Okay, here we go. Remember when we talked about almonds being drupes? Amaretto is a liqueur made from a base of drupe seeds: apricot pits or almonds. ‘Amaro’ means ‘bitter’ and ‘etto’ is an Italian suffix for little. So Amaretto is a ‘little bitter’ liqueur. Little bitter liqueur, little bitter liqueur, little bitter liqueur! (Try saying it three times fast!) It is sweetened with either sweet almonds or other sweeteners.  A popular drink made with this little bitter liqueur is an Amaretto sour, a simple mix of Amaretto and sweet and sour drink mix, and garnished with a fresh maraschino cherry. I don’t know about you, but I could use a drink. Happy Monday! But remember to never ingest fragrance oil- no matter how good it smells.

What Does Amaretto Fragrance Smell Like?

This fragrance is the aroma of fresh, true almond with notes of ripe, juicy cherries. So we’ve got our true drupe base sweetened and garnished with cherries. Mmm.

How Do Our Customers Use Amaretto Fragrance Oil?

For candle makers, Amaretto fragrance performs perfectly in joy wax, wow wax, and is nice and strong in soy wax. Maximum recommended usage percentage for vegetable waxes and paraffin wax is 10%. For coloring your candles, we recommend two drops of red liquid candle dye per four pounds of wax, or you can shred a small amount of red color block into your melted wax. But remember to never color your candles with crayons because this will clog your wick.

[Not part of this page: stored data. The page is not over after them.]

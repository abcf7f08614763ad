//! HTTP server for the order dashboard.
//!
//! Two routes: `GET /` renders the order list and `POST /updateOrder`
//! accepts the form posted by its buttons.

use crate::views::OrdersPage;
use askama::Template;
use axum::{
	extract::{rejection::FormRejection, Form, State},
	http::{header, StatusCode},
	response::{Html, IntoResponse, Response},
	routing::{get, post},
	Router,
};
use omnom_config::ServerConfig;
use omnom_core::{OrderService, UpdateError};
use omnom_types::{OrderId, OrderStatus};
use serde::Deserialize;
use std::sync::Arc;
use tokio::net::TcpListener;
use tower_http::trace::TraceLayer;

const SEND_FAILED: &str = "Error occured while sending message!";
const INVALID_INPUT: &str = "Invalid input!";

/// Shared application state for the HTTP handlers.
#[derive(Clone)]
pub struct AppState {
	pub orders: Arc<OrderService>,
}

/// Form fields posted to `/updateOrder`. Missing fields read as empty.
#[derive(Debug, Default, Deserialize)]
pub struct UpdateOrderForm {
	#[serde(default)]
	pub id: String,
	#[serde(default)]
	pub status: String,
}

/// Builds the application router.
pub fn router(state: AppState) -> Router {
	Router::new()
		.route("/", get(handle_list))
		.route("/updateOrder", post(handle_update))
		.layer(TraceLayer::new_for_http())
		.with_state(state)
}

/// Binds the listener and serves requests until the task is dropped.
pub async fn start_server(
	server_config: ServerConfig,
	orders: Arc<OrderService>,
) -> Result<(), Box<dyn std::error::Error>> {
	let app = router(AppState { orders });

	let bind_address = format!("{}:{}", server_config.host, server_config.port);
	let listener = TcpListener::bind(&bind_address).await?;

	tracing::info!("OmNomNom server listening on {}", bind_address);

	axum::serve(listener, app).await?;

	Ok(())
}

/// Handles GET / requests.
async fn handle_list(State(state): State<AppState>) -> Response {
	let orders = match state.orders.list_orders().await {
		Ok(orders) => orders,
		Err(e) => {
			tracing::error!("Failed to list orders: {}", e);
			return (StatusCode::INTERNAL_SERVER_ERROR, "Failed to load orders").into_response();
		},
	};

	match OrdersPage::new(&orders).render() {
		Ok(html) => Html(html).into_response(),
		Err(e) => {
			tracing::error!("Failed to render order list: {}", e);
			(StatusCode::INTERNAL_SERVER_ERROR, "Failed to render orders").into_response()
		},
	}
}

/// Handles POST /updateOrder requests.
///
/// Redirects back to the listing on success. Failures are reported in a
/// plain 200 response, which is what the dashboard form expects. A body
/// that is not a readable form counts as an empty one.
async fn handle_update(
	State(state): State<AppState>,
	form: Result<Form<UpdateOrderForm>, FormRejection>,
) -> Response {
	let form = match form {
		Ok(Form(form)) => form,
		Err(rejection) => {
			tracing::debug!("Unreadable update form: {}", rejection);
			UpdateOrderForm::default()
		},
	};
	let id = OrderId::new(form.id);
	let status = OrderStatus::from(form.status.as_str());

	match state.orders.update_status(&id, status).await {
		Ok(_) => (StatusCode::FOUND, [(header::LOCATION, "/")]).into_response(),
		Err(UpdateError::Gateway(e)) => {
			tracing::error!(order_id = %id, "Error sending message: {}", e);
			SEND_FAILED.into_response()
		},
		Err(UpdateError::InvalidReference(_)) => {
			tracing::warn!(order_id = %id, "Update for unknown order");
			INVALID_INPUT.into_response()
		},
	}
}
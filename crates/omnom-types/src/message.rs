//! Outbound message types.

use serde::{Deserialize, Serialize};

/// A single text message to be delivered by the messaging gateway.
#[derive(Debug, Clone, PartialEq, Eq, Serialize, Deserialize)]
pub struct Message {
	/// Sender id displayed on the recipient's phone.
	pub originator: String,
	/// Phone numbers the message is addressed to.
	pub recipients: Vec<String>,
	/// Message text.
	pub body: String,
}

impl Message {
	/// Creates a message addressed to a single recipient.
	pub fn new(
		originator: impl Into<String>,
		recipient: impl Into<String>,
		body: impl Into<String>,
	) -> Self {
		Self {
			originator: originator.into(),
			recipients: vec![recipient.into()],
			body: body.into(),
		}
	}
}

/// What the gateway reported back after accepting a message.
#[derive(Debug, Clone, Default, PartialEq, Eq, Serialize, Deserialize)]
pub struct MessageReceipt {
	/// Provider-assigned message id, when the provider returns one.
	pub id: Option<String>,
	/// Number of recipients the provider accepted.
	pub recipients: usize,
}
//! Configuration for the OmNomNom order notifier.
//!
//! Configuration is loaded from TOML. String values may reference
//! environment variables as `${VAR}` or `${VAR:-default}`, which is how the
//! messaging gateway API key is normally supplied at process start.
//!
//! ## Modular Configuration Support
//!
//! Configurations can be split into multiple files:
//! - Use `include = ["file1.toml", "file2.toml"]` to include other config files
//! - Each top-level section must be unique across all files (no duplicates allowed)

mod loader;

use omnom_types::{Order, OrderSeed, OrderStatus};
use regex::Regex;
use serde::{Deserialize, Serialize};
use std::collections::{HashMap, HashSet};
use std::path::Path;
use std::str::FromStr;
use thiserror::Error;

/// Errors that can occur during configuration operations.
#[derive(Debug, Error)]
pub enum ConfigError {
	/// Error that occurs during file I/O operations.
	#[error("IO error: {0}")]
	Io(#[from] std::io::Error),
	/// Error that occurs when parsing TOML configuration.
	#[error("Configuration error: {0}")]
	Parse(String),
	/// Error that occurs when configuration validation fails.
	#[error("Validation error: {0}")]
	Validation(String),
}

impl From<toml::de::Error> for ConfigError {
	fn from(err: toml::de::Error) -> Self {
		// Keep the message, drop the echoed input
		ConfigError::Parse(err.message().to_string())
	}
}

/// Top-level configuration.
#[derive(Debug, Clone, Deserialize, Serialize)]
pub struct Config {
	/// HTTP listener settings.
	#[serde(default)]
	pub server: ServerConfig,
	/// Outbound SMS gateway settings.
	pub messaging: MessagingConfig,
	/// Orders loaded into the store at startup.
	#[serde(default = "default_orders")]
	pub orders: Vec<OrderSeed>,
}

/// HTTP listener settings.
#[derive(Debug, Clone, Deserialize, Serialize)]
pub struct ServerConfig {
	#[serde(default = "default_host")]
	pub host: String,
	#[serde(default = "default_port")]
	pub port: u16,
}

impl Default for ServerConfig {
	fn default() -> Self {
		Self {
			host: default_host(),
			port: default_port(),
		}
	}
}

fn default_host() -> String {
	"0.0.0.0".to_string()
}

fn default_port() -> u16 {
	8080
}

/// Outbound messaging settings.
#[derive(Debug, Clone, Deserialize, Serialize)]
pub struct MessagingConfig {
	/// Sender id shown to customers.
	#[serde(default = "default_originator")]
	pub originator: String,
	/// Which implementation to send through.
	pub primary: String,
	/// Map of gateway implementation names to their raw configuration.
	pub implementations: HashMap<String, toml::Value>,
}

fn default_originator() -> String {
	"OmNomNom".to_string()
}

/// Orders available when the configuration does not list any.
pub fn default_orders() -> Vec<OrderSeed> {
	vec![
		OrderSeed {
			id: None,
			name: "Hannah Hungry".to_string(),
			phone: "+319876543210".to_string(),
			items: "1 x Hipster Burger + Fries".to_string(),
			status: OrderStatus::Pending,
		},
		OrderSeed {
			id: None,
			name: "Mike Madeater".to_string(),
			phone: "+319876543211".to_string(),
			items: "1 x Chef Special Mozzarella Pizza".to_string(),
			status: OrderStatus::Pending,
		},
	]
}

/// Largest configuration document accepted, per file.
const MAX_DOCUMENT_SIZE: usize = 1024 * 1024;

/// Parses one TOML document without resolving environment variables.
pub(crate) fn parse_document(text: &str) -> Result<toml::Table, ConfigError> {
	if text.len() > MAX_DOCUMENT_SIZE {
		return Err(ConfigError::Validation(format!(
			"Configuration file too large: {} bytes (max: {} bytes)",
			text.len(),
			MAX_DOCUMENT_SIZE
		)));
	}
	Ok(toml::from_str(text)?)
}

/// Resolves environment variables in a string.
///
/// Replaces `${VAR_NAME}` with the value of `VAR_NAME`, or with the default in
/// `${VAR_NAME:-default}` when the variable is unset. Substituted values are
/// inserted verbatim and never scanned again.
pub(crate) fn resolve_env_vars(input: &str) -> Result<String, ConfigError> {
	let re = Regex::new(r"\$\{([A-Z_][A-Z0-9_]{0,127})(?::-([^}]{0,256}))?\}")
		.map_err(|e| ConfigError::Parse(format!("Regex error: {}", e)))?;

	let mut result = String::with_capacity(input.len());
	let mut last_end = 0;

	for cap in re.captures_iter(input) {
		let (Some(full_match), Some(var_name)) = (cap.get(0), cap.get(1)) else {
			continue;
		};
		let default_value = cap.get(2).map(|m| m.as_str());

		let value = match (std::env::var(var_name.as_str()), default_value) {
			(Ok(v), _) => v,
			(Err(_), Some(default)) => default.to_string(),
			(Err(_), None) => {
				return Err(ConfigError::Validation(format!(
					"Environment variable '{}' not found",
					var_name.as_str()
				)));
			},
		};

		result.push_str(&input[last_end..full_match.start()]);
		result.push_str(&value);
		last_end = full_match.end();
	}
	result.push_str(&input[last_end..]);

	Ok(result)
}

/// Resolves environment variables in every string held by `value`.
fn resolve_env_in_value(value: &mut toml::Value) -> Result<(), ConfigError> {
	match value {
		toml::Value::String(text) => *text = resolve_env_vars(text)?,
		toml::Value::Array(items) => {
			for item in items {
				resolve_env_in_value(item)?;
			}
		},
		toml::Value::Table(table) => {
			for (_, item) in table.iter_mut() {
				resolve_env_in_value(item)?;
			}
		},
		_ => {},
	}
	Ok(())
}

impl Config {
	/// Builds a configuration from a merged document.
	///
	/// This is the only place environment variables are resolved, so each
	/// reference is expanded exactly once.
	pub(crate) fn from_table(table: toml::Table) -> Result<Self, ConfigError> {
		let mut document = toml::Value::Table(table);
		resolve_env_in_value(&mut document)?;

		let config: Config = document.try_into()?;
		config.validate()?;
		Ok(config)
	}

	/// Loads configuration from a file, following `include` directives.
	pub async fn from_file(path: &str) -> Result<Self, ConfigError> {
		let path_buf = Path::new(path);
		let base_dir = path_buf.parent().unwrap_or_else(|| Path::new("."));

		let mut loader = loader::ConfigLoader::new(base_dir);
		let file_name = path_buf
			.file_name()
			.ok_or_else(|| ConfigError::Validation(format!("Invalid path: {}", path)))?;
		loader.load_config(file_name).await
	}

	/// Builds the order records to seed the store with.
	pub fn seed_orders(&self) -> Vec<Order> {
		self.orders
			.iter()
			.cloned()
			.enumerate()
			.map(|(position, seed)| seed.into_order(position))
			.collect()
	}

	/// Validates cross-field constraints that serde cannot express.
	fn validate(&self) -> Result<(), ConfigError> {
		if self.server.host.is_empty() {
			return Err(ConfigError::Validation("Server host cannot be empty".into()));
		}

		if self.messaging.originator.is_empty() {
			return Err(ConfigError::Validation(
				"Messaging originator cannot be empty".into(),
			));
		}
		if self.messaging.implementations.is_empty() {
			return Err(ConfigError::Validation(
				"At least one messaging implementation must be configured".into(),
			));
		}
		if !self
			.messaging
			.implementations
			.contains_key(&self.messaging.primary)
		{
			return Err(ConfigError::Validation(format!(
				"Primary messaging '{}' not found in implementations",
				self.messaging.primary
			)));
		}

		let mut seen = HashSet::new();
		for (position, seed) in self.orders.iter().enumerate() {
			let id = seed.effective_id(position);
			if id.as_str().is_empty() {
				return Err(ConfigError::Validation(format!(
					"Order at position {} has an empty id",
					position
				)));
			}
			if !seen.insert(id.clone()) {
				return Err(ConfigError::Validation(format!(
					"Duplicate order id '{}'",
					id
				)));
			}
		}

		Ok(())
	}
}

/// Parses a configuration from a TOML string.
///
/// Environment variables in string values are resolved and the result is
/// validated.
impl FromStr for Config {
	type Err = ConfigError;

	fn from_str(s: &str) -> Result<Self, Self::Err> {
		Self::from_table(parse_document(s)?)
	}
}
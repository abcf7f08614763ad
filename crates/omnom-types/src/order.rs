//! Order types.
//!
//! An order is identified by a stable [`OrderId`] token rather than by its
//! position in the store, and carries a closed [`OrderStatus`] that still
//! keeps any unrecognized value an operator submits.

use serde::{Deserialize, Deserializer, Serialize, Serializer};
use std::convert::Infallible;
use std::fmt;
use std::str::FromStr;

/// Stable, opaque identifier of an order.
///
/// Seed orders are assigned the tokens `"0"`, `"1"`, ... in seed order so
/// that form submissions addressing the n-th listed order keep working.
#[derive(Debug, Clone, PartialEq, Eq, Hash, Serialize, Deserialize)]
#[serde(transparent)]
pub struct OrderId(String);

impl OrderId {
	pub fn new(id: impl Into<String>) -> Self {
		Self(id.into())
	}

	pub fn as_str(&self) -> &str {
		&self.0
	}
}

impl fmt::Display for OrderId {
	fn fmt(&self, f: &mut fmt::Formatter<'_>) -> fmt::Result {
		f.write_str(&self.0)
	}
}

impl From<&str> for OrderId {
	fn from(id: &str) -> Self {
		Self::new(id)
	}
}

impl From<String> for OrderId {
	fn from(id: String) -> Self {
		Self(id)
	}
}

/// Status of a customer's order.
///
/// The usual lifecycle is pending -> confirmed/delayed -> delivered, but no
/// transition graph is enforced. Values outside the four known statuses are
/// kept verbatim in [`OrderStatus::Unrecognized`].
#[derive(Debug, Clone, Default, PartialEq, Eq)]
pub enum OrderStatus {
	/// Order has been placed but not yet acknowledged.
	#[default]
	Pending,
	/// Kitchen has accepted the order and is preparing it.
	Confirmed,
	/// Order is running late.
	Delayed,
	/// Driver is on the way.
	Delivered,
	/// Any other submitted value.
	Unrecognized(String),
}

impl OrderStatus {
	/// Returns the wire representation of the status.
	pub fn as_str(&self) -> &str {
		match self {
			OrderStatus::Pending => "pending",
			OrderStatus::Confirmed => "confirmed",
			OrderStatus::Delayed => "delayed",
			OrderStatus::Delivered => "delivered",
			OrderStatus::Unrecognized(raw) => raw,
		}
	}

	pub fn is_pending(&self) -> bool {
		matches!(self, OrderStatus::Pending)
	}

	/// True once the kitchen has accepted the order but it has not left yet.
	pub fn is_ready_for_delivery(&self) -> bool {
		matches!(self, OrderStatus::Confirmed | OrderStatus::Delayed)
	}

	pub fn is_confirmed(&self) -> bool {
		matches!(self, OrderStatus::Confirmed)
	}

	pub fn is_recognized(&self) -> bool {
		!matches!(self, OrderStatus::Unrecognized(_))
	}
}

impl fmt::Display for OrderStatus {
	fn fmt(&self, f: &mut fmt::Formatter<'_>) -> fmt::Result {
		f.write_str(self.as_str())
	}
}

impl FromStr for OrderStatus {
	type Err = Infallible;

	fn from_str(s: &str) -> Result<Self, Self::Err> {
		Ok(match s {
			"pending" => OrderStatus::Pending,
			"confirmed" => OrderStatus::Confirmed,
			"delayed" => OrderStatus::Delayed,
			"delivered" => OrderStatus::Delivered,
			other => OrderStatus::Unrecognized(other.to_string()),
		})
	}
}

impl From<&str> for OrderStatus {
	fn from(s: &str) -> Self {
		match s.parse() {
			Ok(status) => status,
			Err(never) => match never {},
		}
	}
}

impl Serialize for OrderStatus {
	fn serialize<S>(&self, serializer: S) -> Result<S::Ok, S::Error>
	where
		S: Serializer,
	{
		serializer.serialize_str(self.as_str())
	}
}

impl<'de> Deserialize<'de> for OrderStatus {
	fn deserialize<D>(deserializer: D) -> Result<Self, D::Error>
	where
		D: Deserializer<'de>,
	{
		let raw = String::deserialize(deserializer)?;
		Ok(OrderStatus::from(raw.as_str()))
	}
}

/// A customer's food order.
#[derive(Debug, Clone, PartialEq, Serialize, Deserialize)]
pub struct Order {
	pub id: OrderId,
	/// Customer name, used to personalise notifications.
	pub name: String,
	/// Customer phone number in E.164-like form. Not validated.
	pub phone: String,
	/// Free-text description of what was ordered.
	pub items: String,
	#[serde(default)]
	pub status: OrderStatus,
}

/// Seed entry for an order loaded at process start.
///
/// When `id` is omitted the position of the entry in the seed list is used.
#[derive(Debug, Clone, PartialEq, Serialize, Deserialize)]
pub struct OrderSeed {
	#[serde(default)]
	pub id: Option<String>,
	pub name: String,
	pub phone: String,
	pub items: String,
	#[serde(default)]
	pub status: OrderStatus,
}

impl OrderSeed {
	/// Returns the id this seed will be stored under at `position`.
	pub fn effective_id(&self, position: usize) -> OrderId {
		match &self.id {
			Some(id) => OrderId::new(id.clone()),
			None => OrderId::new(position.to_string()),
		}
	}

	/// Builds the order record for this seed at `position`.
	pub fn into_order(self, position: usize) -> Order {
		Order {
			id: self.effective_id(position),
			name: self.name,
			phone: self.phone,
			items: self.items,
			status: self.status,
		}
	}
}

#[cfg(test)]
mod tests {
	use super::*;

	#[test]
	fn test_status_parsing() {
		assert_eq!(OrderStatus::from("pending"), OrderStatus::Pending);
		assert_eq!(OrderStatus::from("confirmed"), OrderStatus::Confirmed);
		assert_eq!(OrderStatus::from("delayed"), OrderStatus::Delayed);
		assert_eq!(OrderStatus::from("delivered"), OrderStatus::Delivered);
		assert_eq!(
			OrderStatus::from("Confirmed"),
			OrderStatus::Unrecognized("Confirmed".to_string())
		);
		assert_eq!(OrderStatus::from(""), OrderStatus::Unrecognized(String::new()));
	}

	#[test]
	fn test_status_predicates() {
		assert!(OrderStatus::Pending.is_pending());
		assert!(!OrderStatus::Pending.is_ready_for_delivery());

		assert!(OrderStatus::Confirmed.is_ready_for_delivery());
		assert!(OrderStatus::Confirmed.is_confirmed());
		assert!(OrderStatus::Delayed.is_ready_for_delivery());
		assert!(!OrderStatus::Delayed.is_confirmed());

		let delivered = OrderStatus::Delivered;
		assert!(!delivered.is_pending() && !delivered.is_ready_for_delivery());

		// Unknown values fall out of every grouping
		let unknown = OrderStatus::from("eaten");
		assert!(!unknown.is_pending());
		assert!(!unknown.is_ready_for_delivery());
		assert!(!unknown.is_confirmed());
		assert!(!unknown.is_recognized());
	}

	#[test]
	fn test_status_display_keeps_raw_value() {
		assert_eq!(OrderStatus::Delayed.to_string(), "delayed");
		assert_eq!(OrderStatus::from("on fire").to_string(), "on fire");
	}

	#[test]
	fn test_status_serde() {
		let json = serde_json::to_string(&OrderStatus::Delivered).unwrap();
		assert_eq!(json, "\"delivered\"");

		let status: OrderStatus = serde_json::from_str("\"lost\"").unwrap();
		assert_eq!(status, OrderStatus::Unrecognized("lost".to_string()));
	}

	#[test]
	fn test_seed_ids_follow_position_unless_given() {
		let seed = OrderSeed {
			id: None,
			name: "Hannah Hungry".to_string(),
			phone: "+319876543210".to_string(),
			items: "1 x Hipster Burger + Fries".to_string(),
			status: OrderStatus::Pending,
		};
		assert_eq!(seed.effective_id(3), OrderId::from("3"));

		let named = OrderSeed {
			id: Some("hannah".to_string()),
			..seed
		};
		let order = named.into_order(0);
		assert_eq!(order.id.as_str(), "hannah");
		assert_eq!(order.name, "Hannah Hungry");
	}
}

For soap makers, the maximum recommended usage percentage of Amaretto fragrance in bath oils, soaps, bath gels, and cleaning products is 4.7%. This fragrance has a vanillin content of .5%, so be wary of discoloration in bath and body products and soap. Amaretto fragrance performs well in bath and body products. Our cold process soap testing results found that Amaretto fragrance in CP soap produced no ricing and no separation, no acceleration,  and the soap discolored to a very light beige. Vanilla White Color Stabilizer might help prevent discoloration, but you must do your own testing to be sure. For coloring, we recommend using red soap dye to your heart’s content.

You could probably use a champagne bottle mold to make little embeds for your candles or small sample-sized soaps. Champagne bottle, Amaretto bottle- who can tell the difference? I won’t tell if you don’t. Actually.. it seems like most Amaretto bottles are in some way rectangular, so if you’re really going for authenticity, feel free to peruse our selection of soap molds and… good luck making it look like an Amaretto bottle. You’re creative; I believe in you.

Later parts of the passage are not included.